Maria González-Davies (Universitat Ramon Llull, Barcelona, Spain)

Christopher Scott-Tennent (Universitat Rovira i Virgili, Tarragona, Spain)


    1. Introduction: general framework

Action research was carried out with a group of 241 teacher students (i.e., future EFL professionals), whose mother tongue is either Spanish or Catalan2, and whose level of English varies between the Common European Framework of Reference for Languages (CEFRL) B1 and C1. The pilot study set out to observe and describe their spontaneous use of L1 and translation in what is effectively their third language acquisition (TLA)3 process. The group studies at an institution where future English teachers are immersed in a CLIL context (Content and Language Integrated Learning). The subject matter in this case was “Linguistics”, as a habitual part of their degree program in the second semester of the first year. All these students had had previous CLIL experience in the first semester with the subject-matter “Phonetics”. The students were all informed about the broad aims of the study and freely consented to provide the required data.

Our general theoretical framework is based on the following:



  • Research in Translation Studies

  • The Optimal Position (Ernesto Macaro)

  • Multicompetence Theory (Vivien Cook)

  • Effects of Humanistic and Collaborative Learning environments in the learning of additional languages (ALL)

The main research questions determining the study design were the following four:

  1. How, what for and how successfully do the students use L1 and translation as an aid to improve their learning process?

  2. How does this use seem to relate to cognitive, metacognitive and socioaffective strategies?

  3. On the basis of our previous knowledge and the findings for a) and b) above, can learning materials be designed that include an informed use of the L1 and translation for FLA?

  4. How can a humanistic, collaborative setting favour or enhance such learning materials?

The underlying principles that guided the study were the following three:

  1. L1 and Translation are spontaneous learning strategies in Additional Language Learning Contexts

  2. L1 and Translation are not interchangeable terms, as each contributes different skills and strategies to the learning of additional languages

  3. An informed use of L1 and Translation may be beneficial for the learning of additional languages

Although these questions and guidelines are prospective in nature, i.e., we are not yet setting out to prove/disprove hypotheses, our expectations are that this initial pilot study will allow us to identify some key points to subsequently study more closely and/or fully. We view this study as the starting point of what we hope will be an ongoing, relatively long-term research process.

In this paper we will concentrate on points 1 and 2 of the general theoretical framework and on research questions 1 and 2. Finally, we aim to give an overall view of the main tendencies we have observed from the results gathered and processed so far in the study.




    1. Translation Studies: L1 or Translation?

Most – if not all – research in Applied Linguistics tends to equate L1 and Translation.
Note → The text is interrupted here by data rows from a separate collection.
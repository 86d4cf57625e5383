//! Primer design parameters.
//!
//! - `bundle`: `ConfigBundle` + validation
//! - `fields`: per-field bounds/descriptions
//! - `presets`: `standard`, `gc-rich`, `gc-poor`

pub mod bundle;
pub mod fields;
pub mod presets;

pub use bundle::*;
pub use fields::*;
pub use presets::*;
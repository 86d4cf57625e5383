//! Formatted terminal output.
//!
//! We keep formatting code in one place so:
//! - the design/batch code stays clean and testable
//! - output changes are localized

use std::fmt::Write as _;

use crate::config::{ConfigBundle, FIELD_SPECS, FieldCategory, Preset};
use crate::domain::{FailureKind, ItemFailure};
use crate::io::ingest::FastaReport;
use crate::report::{BatchStats, Summary};

/// Attempted vs. succeeded, plus a failure breakdown. Partial success is
/// never reported as success.
pub fn format_batch_outcome(
    attempted: usize,
    succeeded: usize,
    results: usize,
    failures: &[ItemFailure],
) -> String {
    let mut out = String::new();
    let rate = if attempted == 0 {
        0.0
    } else {
        succeeded as f64 * 100.0 / attempted as f64
    };

    let headline = match (attempted, succeeded) {
        (0, _) => "No sequences were attempted.".to_string(),
        (a, s) if a == s => format!("Designed primers for all {a} sequences."),
        (a, 0) => format!("Primer design failed for all {a} sequences."),
        (a, s) => format!("Partial success: designed primers for {s} of {a} sequences."),
    };
    let _ = writeln!(out, "{headline}");
    let _ = writeln!(
        out,
        "Sequences: attempted={attempted} succeeded={succeeded} failed={} ({rate:.1}% success)",
        attempted.saturating_sub(succeeded)
    );
    let _ = writeln!(out, "Primer pairs written: {results}");

    let kinds = [
        (FailureKind::Rejected, "rejected before design"),
        (FailureKind::NoPrimers, "no primers found"),
        (FailureKind::EngineFault, "engine errors"),
        (FailureKind::InvalidResult, "invalid engine output"),
        (FailureKind::Cancelled, "cancelled (not attempted)"),
    ];
    for (kind, label) in kinds {
        let n = failures.iter().filter(|f| f.kind == kind).count();
        if n > 0 {
            let _ = writeln!(out, "  {label}: {n}");
        }
    }
    out
}

/// Per-item failure lines, at most `limit` of them.
pub fn format_failures(failures: &[ItemFailure], limit: usize) -> String {
    let mut out = String::new();
    for f in failures.iter().take(limit) {
        let _ = writeln!(out, "  - {}: {}", truncate(&f.sequence_id, 32), f.reason);
    }
    if failures.len() > limit {
        let _ = writeln!(out, "  ... and {} more", failures.len() - limit);
    }
    out
}

pub fn format_stats(stats: &BatchStats) -> String {
    let mut out = String::new();
    let _ = writeln!(out, "Primer statistics (n={}):", stats.total_primers);
    let _ = writeln!(out, "{:<22} {:>10} {:>10} {:>10}", "", "min", "max", "mean");
    let _ = writeln!(out, "{:-<22} {:-<10} {:-<10} {:-<10}", "", "", "", "");
    let rows: [(&str, &Summary, &str); 5] = [
        ("Tm forward", &stats.tm_statistics.forward, "°C"),
        ("Tm reverse", &stats.tm_statistics.reverse, "°C"),
        ("GC forward", &stats.gc_statistics.forward, "%"),
        ("GC reverse", &stats.gc_statistics.reverse, "%"),
        ("Product size", &stats.product_size_statistics, "bp"),
    ];
    for (label, s, unit) in rows {
        let _ = writeln!(
            out,
            "{:<22} {:>10} {:>10} {:>10}",
            format!("{label} ({unit})"),
            format!("{:.2}", s.min),
            format!("{:.2}", s.max),
            format!("{:.2}", s.mean)
        );
    }
    out
}

/// Short summary block (the same keys as the JSON `config_summary`).
pub fn format_config_summary(name: &str, config: &ConfigBundle) -> String {
    let mut out = String::new();
    let _ = writeln!(out, "Configuration: {name}");
    for (key, value) in config.config_summary() {
        let _ = writeln!(out, "  {:<22} {value}", key.replace('_', " "));
    }
    out
}

/// Every parameter of a bundle grouped by category.
pub fn format_config_detail(name: &str, config: &ConfigBundle) -> String {
    let values = serde_json::to_value(config).unwrap_or_default();
    let mut out = String::new();
    let _ = writeln!(out, "=== Configuration preset: {name} ===");
    for category in FieldCategory::ALL {
        let _ = writeln!(out, "\n{}:", category.title());
        for spec in FIELD_SPECS.iter().filter(|s| s.category == category) {
            let value = match &values[spec.name] {
                serde_json::Value::Null => "(unset)".to_string(),
                serde_json::Value::Array(items) => items
                    .iter()
                    .map(|v| v.to_string())
                    .collect::<Vec<_>>()
                    .join("-"),
                other => other.to_string(),
            };
            let _ = writeln!(
                out,
                "  {:<24} {:>10} {:<4} {}",
                spec.name, value, spec.unit, spec.description
            );
        }
    }
    out
}

/// `list-configs` table.
pub fn format_preset_table() -> String {
    let mut out = String::new();
    let _ = writeln!(
        out,
        "{:<10} {:<34} {:>8} {:>12} {:>10} {:>12}",
        "preset", "description", "size", "Tm", "GC%", "product"
    );
    let _ = writeln!(
        out,
        "{:-<10} {:-<34} {:-<8} {:-<12} {:-<10} {:-<12}",
        "", "", "", "", "", ""
    );
    for preset in Preset::ALL {
        let c = preset.bundle();
        let _ = writeln!(
            out,
            "{:<10} {:<34} {:>8} {:>12} {:>10} {:>12}",
            preset.name(),
            truncate(preset.description(), 34),
            format!("{}-{}", c.primer_min_size, c.primer_max_size),
            format!("{}-{}", c.primer_min_tm, c.primer_max_tm),
            format!("{}-{}", c.primer_min_gc, c.primer_max_gc),
            format!("{}-{}", c.product_size_range.min, c.product_size_range.max),
        );
    }
    out
}

/// Every tunable parameter with its bounds, for `--show-params`.
pub fn format_parameter_info() -> String {
    let defaults = serde_json::to_value(ConfigBundle::DEFAULT).unwrap_or_default();
    let mut out = String::new();
    let _ = writeln!(out, "Primer design parameters\n");
    for category in FieldCategory::ALL {
        let _ = writeln!(out, "{}", category.title());
        let _ = writeln!(
            out,
            "  {:<24} {:>10} {:>12} {:<4} description",
            "parameter", "default", "range", "unit"
        );
        for spec in FIELD_SPECS.iter().filter(|s| s.category == category) {
            let default = match &defaults[spec.name] {
                serde_json::Value::Null => "(unset)".to_string(),
                v => v.to_string(),
            };
            let _ = writeln!(
                out,
                "  {:<24} {:>10} {:>12} {:<4} {}",
                spec.name,
                default,
                spec.range_label(),
                spec.unit,
                spec.description
            );
        }
        out.push('\n');
    }
    out.push_str("Constraints: min <= opt <= max for size and Tm, min GC <= max GC,\n");
    out.push_str("product_size_range is [min, max] with min < max.\n");
    out
}

pub fn format_fasta_report(report: &FastaReport) -> String {
    let mut out = String::new();
    let _ = writeln!(out, "FASTA file: {}", report.path.display());
    let _ = writeln!(out, "  total sequences:   {}", report.total);
    let _ = writeln!(out, "  valid sequences:   {}", report.valid);
    let _ = writeln!(out, "  invalid sequences: {}", report.invalid());
    if let Some(l) = report.lengths {
        let _ = writeln!(
            out,
            "  length (bp):       min={} max={} mean={:.1}",
            l.min, l.max, l.mean
        );
    }
    if !report.duplicate_ids.is_empty() {
        let _ = writeln!(
            out,
            "  duplicate ids:     {}",
            report.duplicate_ids.join(", ")
        );
    }
    for r in report.rejected.iter().take(10) {
        let _ = writeln!(out, "  - {}: {}", truncate(&r.id, 32), r.reason);
    }
    if report.rejected.len() > 10 {
        let _ = writeln!(out, "  ... and {} more", report.rejected.len() - 10);
    }
    out
}

fn truncate(s: &str, max: usize) -> String {
    if s.chars().count() <= max {
        return s.to_string();
    }
    let mut out = String::new();
    for (i, ch) in s.chars().enumerate() {
        if i + 1 >= max {
            break;
        }
        out.push(ch);
    }
    out.push('.');
    out
}

#[cfg(test)]
mod tests {
    use super::*;
    use crate::domain::{PrimerResult, sample_draft};
    use crate::report::summarize;

    fn failure(kind: FailureKind) -> ItemFailure {
        ItemFailure {
            sequence_id: "x".to_string(),
            kind,
            reason: "because".to_string(),
        }
    }

    #[test]
    fn partial_success_is_never_reported_as_success() {
        let text = format_batch_outcome(3, 2, 2, &[failure(FailureKind::NoPrimers)]);
        assert!(text.starts_with("Partial success"));
        assert!(text.contains("attempted=3 succeeded=2 failed=1"));
        assert!(text.contains("no primers found: 1"));

        let all = format_batch_outcome(2, 2, 2, &[]);
        assert!(all.starts_with("Designed primers for all 2"));
        let none = format_batch_outcome(0, 0, 0, &[]);
        assert!(none.starts_with("No sequences"));
    }

    #[test]
    fn stats_table_lists_every_quantity() {
        let r = PrimerResult::new(sample_draft("s")).unwrap();
        let text = format_stats(&summarize(&[r]).unwrap());
        for label in ["Tm forward", "Tm reverse", "GC forward", "GC reverse", "Product size"] {
            assert!(text.contains(label), "missing {label}");
        }
        assert!(text.contains("59.88"));
    }

    #[test]
    fn config_views_cover_all_fields() {
        let detail = format_config_detail("standard", &ConfigBundle::DEFAULT);
        for spec in FIELD_SPECS {
            assert!(detail.contains(spec.name), "missing {}", spec.name);
        }
        assert!(detail.contains("100-1000"));

        let info = format_parameter_info();
        assert!(info.contains("primer_max_poly_x"));

        let table = format_preset_table();
        assert!(table.contains("gc-rich"));
        assert!(table.contains("150-800"));
    }

    #[test]
    fn truncate_marks_cut_text() {
        assert_eq!(truncate("abc", 5), "abc");
        assert_eq!(truncate("abcdefgh", 5), "abcd.");
    }

    #[test]
    fn failure_list_is_capped() {
        let failures: Vec<ItemFailure> = (0..5).map(|_| failure(FailureKind::EngineFault)).collect();
        let text = format_failures(&failures, 3);
        assert_eq!(text.lines().count(), 4);
        assert!(text.ends_with("... and 2 more\n"));
    }
}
This and the extended rejection of their use in language learning may well have carried over from the Grammar-Translation days, with long lists of words to be memorized together with their supposed correspondences in the L2 and L1.

Having worked for many years both in the world of TEFL and as professional translators and translator trainers, we would argue that the use of the L1 cannot be equated to the use of translation in the learning of additional languages, that each of these provide the language student with different strategies that can help them in their progress, and that they very probably have different roles within the process of language learning.

Taking as starting points these beliefs that stem from both professional practice and research in both fields, we also set out to explore, whether, in a similar line to Cook’s Multicompetence Theory, they encourage the acquisition of other skills that can be useful for the language student, such as the development of intercultural competence or mediating skills, as described in the CEFRL (2001).

The use of L1 seems to be increasingly present in a substantial amount of research over the last 10 years or so. Also, surveys that ask teachers’ opinions often reach the conclusion that teachers from different backgrounds think it should be present in the learning of Additional Languages (e.g. Celaya 2001, Cook 2001, González Davies 2002, Macaro 2005, Prodromou 2001). Furthermore, research on the cognitive/connectionist model of learning seems to confirm that the use of any previously acquired language “can have at least as substantial a facilitating acquisitional role as it can have an inhibitory role” (Macaro 2005: 41). The associations, shortcuts and mnemonic aids are certainly there. However, in Macaro’s words: “The way that L1 is regarded and how much of it should be present in the input and interaction, however, is still highly contested” (2005: 42).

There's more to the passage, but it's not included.